YOUR ASSIGNMENT: Type out all the records again exactly.

+++ THE DATA

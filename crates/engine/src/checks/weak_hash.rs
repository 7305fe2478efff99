//! Weak cryptographic hash detection: MD5/SHA1 digest calls, HMACs built
//! on them, and OpenSSL digest construction with a weak algorithm name.

use ir::{CallRecord, ExprKind, ExprNode};

use crate::checks::{expect_calls, Check, Confidence, Finding, ReportedCalls};
use crate::index::{CallIndex, CallQuery, Selector, TargetFilter};
use crate::visitor::ExprWalker;

const WEAK_DIGEST_TARGETS: [&str; 4] = [
    "Digest::MD5",
    "Digest::SHA1",
    "OpenSSL::Digest::MD5",
    "OpenSSL::Digest::SHA1",
];

const DIGEST_METHODS: [&str; 4] = ["base64digest", "digest", "hexdigest", "new"];

#[derive(Debug, Default)]
/// Flags uses of weak hashing algorithms (MD5, SHA1).
pub struct WeakHash {
    reported: ReportedCalls,
}

impl Check for WeakHash {
    fn name(&self) -> &'static str {
        "weak_hash"
    }

    fn run(&mut self, index: &CallIndex<'_>) -> Vec<Finding> {
        let mut findings = Vec::new();

        // Nested occurrences matter here: `foo(Digest::MD5.digest(x))`
        // is as weak as a top-level digest call.
        let digests = CallQuery {
            target: TargetFilter::Is(Selector::any_of(WEAK_DIGEST_TARGETS)),
            nested: true,
            ..CallQuery::default()
        };
        for call in expect_calls(index, &digests, self.name()) {
            self.digest_result(call, &mut findings);
        }

        let hmacs = CallQuery {
            target: TargetFilter::Is(Selector::literal("Digest::HMAC")),
            method: Some(Selector::any_of(["new", "hexdigest"])),
            nested: true,
            ..CallQuery::default()
        };
        for call in expect_calls(index, &hmacs, self.name()) {
            self.hmac_result(call, &mut findings);
        }

        let openssl = CallQuery {
            target: TargetFilter::Is(Selector::any_of([
                "OpenSSL::Digest::Digest",
                "OpenSSL::Digest",
            ])),
            method: Some(Selector::literal("new")),
            ..CallQuery::default()
        };
        for call in expect_calls(index, &openssl, self.name()) {
            self.openssl_result(call, &mut findings);
        }

        findings
    }
}

impl WeakHash {
    fn digest_result(&mut self, call: &CallRecord, findings: &mut Vec<Finding>) {
        if !self.reported.record(call) {
            return;
        }

        let confidence = if DIGEST_METHODS.contains(&call.method.as_str())
            && (user_input_arg(call).is_some() || hashing_password(call))
        {
            Confidence::High
        } else {
            Confidence::Medium
        };

        let alg = match call.target.as_deref().and_then(last_segment) {
            Some("MD5") => " (MD5)",
            Some("SHA1") => " (SHA1)",
            _ => "",
        };

        findings.push(Finding {
            check: self.name().into(),
            category: "Weak Hash".into(),
            code: "weak_hash_digest".into(),
            message: format!("Weak hashing algorithm{alg} used"),
            confidence,
            evidence: call.meta.clone(),
        });
    }

    fn hmac_result(&mut self, call: &CallRecord, findings: &mut Vec<Finding>) {
        if !self.reported.record(call) {
            return;
        }

        // The third argument selects the digest class backing the HMAC.
        let alg = match call.arg(2).and_then(ExprNode::name).and_then(last_segment) {
            Some("MD5") => "MD5",
            Some("SHA1") => "SHA1",
            _ => return,
        };

        findings.push(Finding {
            check: self.name().into(),
            category: "Weak Hash".into(),
            code: "weak_hash_hmac".into(),
            message: format!("Weak hashing algorithm ({alg}) used in HMAC"),
            confidence: Confidence::Medium,
            evidence: call.meta.clone(),
        });
    }

    fn openssl_result(&mut self, call: &CallRecord, findings: &mut Vec<Finding>) {
        if !self.reported.record(call) {
            return;
        }

        let Some(arg) = call.arg(0) else { return };
        if arg.kind != ExprKind::Literal {
            return;
        }
        let Some(name) = arg.name() else { return };

        let alg = name.to_uppercase();
        if alg == "MD5" || alg == "SHA1" {
            findings.push(Finding {
                check: self.name().into(),
                category: "Weak Hash".into(),
                code: "weak_hash_digest".into(),
                message: format!("Weak hashing algorithm ({alg}) used"),
                confidence: Confidence::Medium,
                evidence: call.meta.clone(),
            });
        }
    }
}

fn last_segment(name: &str) -> Option<&str> {
    name.rsplit("::").next()
}

/// First argument whose subtree carries the tracker's user-input marker.
fn user_input_arg(call: &CallRecord) -> Option<&ExprNode> {
    call.arguments.iter().find(|arg| {
        let mut tainted = false;
        let mut walker = ExprWalker::new();
        for kind in ExprKind::ALL {
            walker = walker.on(kind, |node: &ExprNode, tainted: &mut bool| {
                if node.user_input {
                    *tainted = true;
                }
                !*tainted
            });
        }
        walker.walk(arg, &mut tainted);
        tainted
    })
}

/// Walks each argument looking for a password-like reference: a `password`
/// call, an `@password` instance variable or a `password` local. State is
/// reset per argument root.
fn hashing_password(call: &CallRecord) -> bool {
    call.arguments.iter().any(|arg| {
        let mut found = false;
        ExprWalker::new()
            .on(ExprKind::Call, |node: &ExprNode, found: &mut bool| {
                if node.name().is_some_and(is_password_name) {
                    *found = true;
                    return false;
                }
                true
            })
            .on(ExprKind::InstanceVar, |node: &ExprNode, found: &mut bool| {
                if node
                    .name()
                    .map(|n| n.trim_start_matches('@'))
                    .is_some_and(is_password_name)
                {
                    *found = true;
                }
                true
            })
            .on(ExprKind::LocalVar, |node: &ExprNode, found: &mut bool| {
                if node.name().is_some_and(is_password_name) {
                    *found = true;
                }
                true
            })
            .walk(arg, &mut found);
        found
    })
}

fn is_password_name(name: &str) -> bool {
    name == "password" || name.ends_with("_password")
}
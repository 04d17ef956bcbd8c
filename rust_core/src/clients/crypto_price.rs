//! Price Source and Asset Catalog Traits
//!
//! Defines the interfaces the tracker needs from its collaborators.
//! Implementations include the CoinGecko HTTP client and the static
//! offline catalog.

use crate::error::{CatalogError, PriceSourceError};
use crate::types::{Asset, PriceObservation, PriceQuery};
use async_trait::async_trait;

/// Source of current asset prices
///
/// Implementations must be Send + Sync so per-asset fetches can run
/// concurrently against a shared instance.
#[async_trait]
pub trait PriceSource: Send + Sync {
    /// Get the provider's display name (e.g., "CoinGecko")
    fn provider_name(&self) -> &str;

    /// Fetch the current price for one asset
    ///
    /// # Returns
    /// * `Ok(PriceObservation)` - price in `query.currency`, plus the provider's
    ///   last-update timestamp when `query.include_last_updated` is set
    /// * `Err` - transport, status, decode or missing-field failure for this asset
    async fn fetch_price(&self, query: &PriceQuery) -> Result<PriceObservation, PriceSourceError>;
}

/// Ordered list of trackable assets
#[async_trait]
pub trait AssetCatalog: Send + Sync {
    async fn list_assets(&self) -> Result<Vec<Asset>, CatalogError>;
}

++++++

RESPONSE FOR THIS EXERCISE:
filename crates/engine/src/checks/weak_hash.rs
repository 7305fe2478efff99
//! Weak cryptographic hash detection: MD5/SHA1 digest calls, HMACs built
//! on them, and OpenSSL digest construction with a weak algorithm name.

use ir::{CallRecord, ExprKind, ExprNode};

use crate::checks::{expect_calls, Check, Confidence, Finding, ReportedCalls};
use crate::index::{CallIndex, CallQuery, Selector, TargetFilter};
use crate::visitor::ExprWalker;

const WEAK_DIGEST_TARGETS: [&str; 4] = [
    "Digest::MD5",
    "Digest::SHA1",
    "OpenSSL::Digest::MD5",
    "OpenSSL::Digest::SHA1",
];

const DIGEST_METHODS: [&str; 4] = ["base64digest", "digest", "hexdigest", "new"];

#[derive(Debug, Default)]
/// Flags uses of weak hashing algorithms (MD5, SHA1).
pub struct WeakHash {
    reported: ReportedCalls,
}

impl Check for WeakHash {
    fn name(&self) -> &'static str {
        "weak_hash"
    }

    fn run(&mut self, index: &CallIndex<'_>) -> Vec<Finding> {
        let mut findings = Vec::new();

        // Nested occurrences matter here: `foo(Digest::MD5.digest(x))`
        // is as weak as a top-level digest call.
        let digests = CallQuery {
            target: TargetFilter::Is(Selector::any_of(WEAK_DIGEST_TARGETS)),
            nested: true,
            ..CallQuery::default()
        };
        for call in expect_calls(index, &digests, self.name()) {
            self.digest_result(call, &mut findings);
        }

        let hmacs = CallQuery {
            target: TargetFilter::Is(Selector::literal("Digest::HMAC")),
            method: Some(Selector::any_of(["new", "hexdigest"])),
            nested: true,
            ..CallQuery::default()
        };
        for call in expect_calls(index, &hmacs, self.name()) {
            self.hmac_result(call, &mut findings);
        }

        let openssl = CallQuery {
            target: TargetFilter::Is(Selector::any_of([
                "OpenSSL::Digest::Digest",
                "OpenSSL::Digest",
            ])),
            method: Some(Selector::literal("new")),
            ..CallQuery::default()
        };
        for call in expect_calls(index, &openssl, self.name()) {
            self.openssl_result(call, &mut findings);
        }

        findings
    }
}

impl WeakHash {
    fn digest_result(&mut self, call: &CallRecord, findings: &mut Vec<Finding>) {
        if !self.reported.record(call) {
            return;
        }

        let confidence = if DIGEST_METHODS.contains(&call.method.as_str())
            && (user_input_arg(call).is_some() || hashing_password(call))
        {
            Confidence::High
        } else {
            Confidence::Medium
        };

        let alg = match call.target.as_deref().and_then(last_segment) {
            Some("MD5") => " (MD5)",
            Some("SHA1") => " (SHA1)",
            _ => "",
        };

        findings.push(Finding {
            check: self.name().into(),
            category: "Weak Hash".into(),
            code: "weak_hash_digest".into(),
            message: format!("Weak hashing algorithm{alg} used"),
            confidence,
            evidence: call.meta.clone(),
        });
    }

    fn hmac_result(&mut self, call: &CallRecord, findings: &mut Vec<Finding>) {
        if !self.reported.record(call) {
            return;
        }

        // The third argument selects the digest class backing the HMAC.
        let alg = match call.arg(2).and_then(ExprNode::name).and_then(last_segment) {
            Some("MD5") => "MD5",
            Some("SHA1") => "SHA1",
            _ => return,
        };

        findings.push(Finding {
            check: self.name().into(),
            category: "Weak Hash".into(),
            code: "weak_hash_hmac".into(),
            message: format!("Weak hashing algorithm ({alg}) used in HMAC"),
            confidence: Confidence::Medium,
            evidence: call.meta.clone(),
        });
    }

    fn openssl_result(&mut self, call: &CallRecord, findings: &mut Vec<Finding>) {
        if !self.reported.record(call) {
            return;
        }

        let Some(arg) = call.arg(0) else { return };
        if arg.kind != ExprKind::Literal {
            return;
        }
        let Some(name) = arg.name() else { return };

        let alg = name.to_uppercase();
        if alg == "MD5" || alg == "SHA1" {
            findings.push(Finding {
                check: self.name().into(),
                category: "Weak Hash".into(),
                code: "weak_hash_digest".into(),
                message: format!("Weak hashing algorithm ({alg}) used"),
                confidence: Confidence::Medium,
                evidence: call.meta.clone(),
            });
        }
    }
}

fn last_segment(name: &str) -> Option<&str> {
    name.rsplit("::").next()
}

/// First argument whose subtree carries the tracker's user-input marker.
fn user_input_arg(call: &CallRecord) -> Option<&ExprNode> {
    call.arguments.iter().find(|arg| {
        let mut tainted = false;
        let mut walker = ExprWalker::new();
        for kind in ExprKind::ALL {
            walker = walker.on(kind, |node: &ExprNode, tainted: &mut bool| {
                if node.user_input {
                    *tainted = true;
                }
                !*tainted
            });
        }
        walker.walk(arg, &mut tainted);
        tainted
    })
}

/// Walks each argument looking for a password-like reference: a `password`
/// call, an `@password` instance variable or a `password` local. State is
/// reset per argument root.
fn hashing_password(call: &CallRecord) -> bool {
    call.arguments.iter().any(|arg| {
        let mut found = false;
        ExprWalker::new()
            .on(ExprKind::Call, |node: &ExprNode, found: &mut bool| {
                if node.name().is_some_and(is_password_name) {
                    *found = true;
                    return false;
                }
                true
            })
            .on(ExprKind::InstanceVar, |node: &ExprNode, found: &mut bool| {
                if node
                    .name()
                    .map(|n| n.trim_start_matches('@'))
                    .is_some_and(is_password_name)
                {
                    *found = true;
                }
                true
            })
            .on(ExprKind::LocalVar, |node: &ExprNode, found: &mut bool| {
                if node.name().is_some_and(is_password_name) {
                    *found = true;
                }
                true
            })
            .walk(arg, &mut found);
        found
    })
}

fn is_password_name(name: &str) -> bool {
    name == "password" || name.ends_with("_password")
}
repository 04d17ef956bcbd8c
filename rust_core/src/clients/crypto_price.rs
//! Price Source and Asset Catalog Traits
//!
//! Defines the interfaces the tracker needs from its collaborators.
//! Implementations include the CoinGecko HTTP client and the static
//! offline catalog.

use crate::error::{CatalogError, PriceSourceError};
use crate::types::{Asset, PriceObservation, PriceQuery};
use async_trait::async_trait;

/// Source of current asset prices
///
/// Implementations must be Send + Sync so per-asset fetches can run
/// concurrently against a shared instance.
#[async_trait]
pub trait PriceSource: Send + Sync {
    /// Get the provider's display name (e.g., "CoinGecko")
    fn provider_name(&self) -> &str;

    /// Fetch the current price for one asset
    ///
    /// # Returns
    /// * `Ok(PriceObservation)` - price in `query.currency`, plus the provider's
    ///   last-update timestamp when `query.include_last_updated` is set
    /// * `Err` - transport, status, decode or missing-field failure for this asset
    async fn fetch_price(&self, query: &PriceQuery) -> Result<PriceObservation, PriceSourceError>;
}

/// Ordered list of trackable assets
#[async_trait]
pub trait AssetCatalog: Send + Sync {
    async fn list_assets(&self) -> Result<Vec<Asset>, CatalogError>;
}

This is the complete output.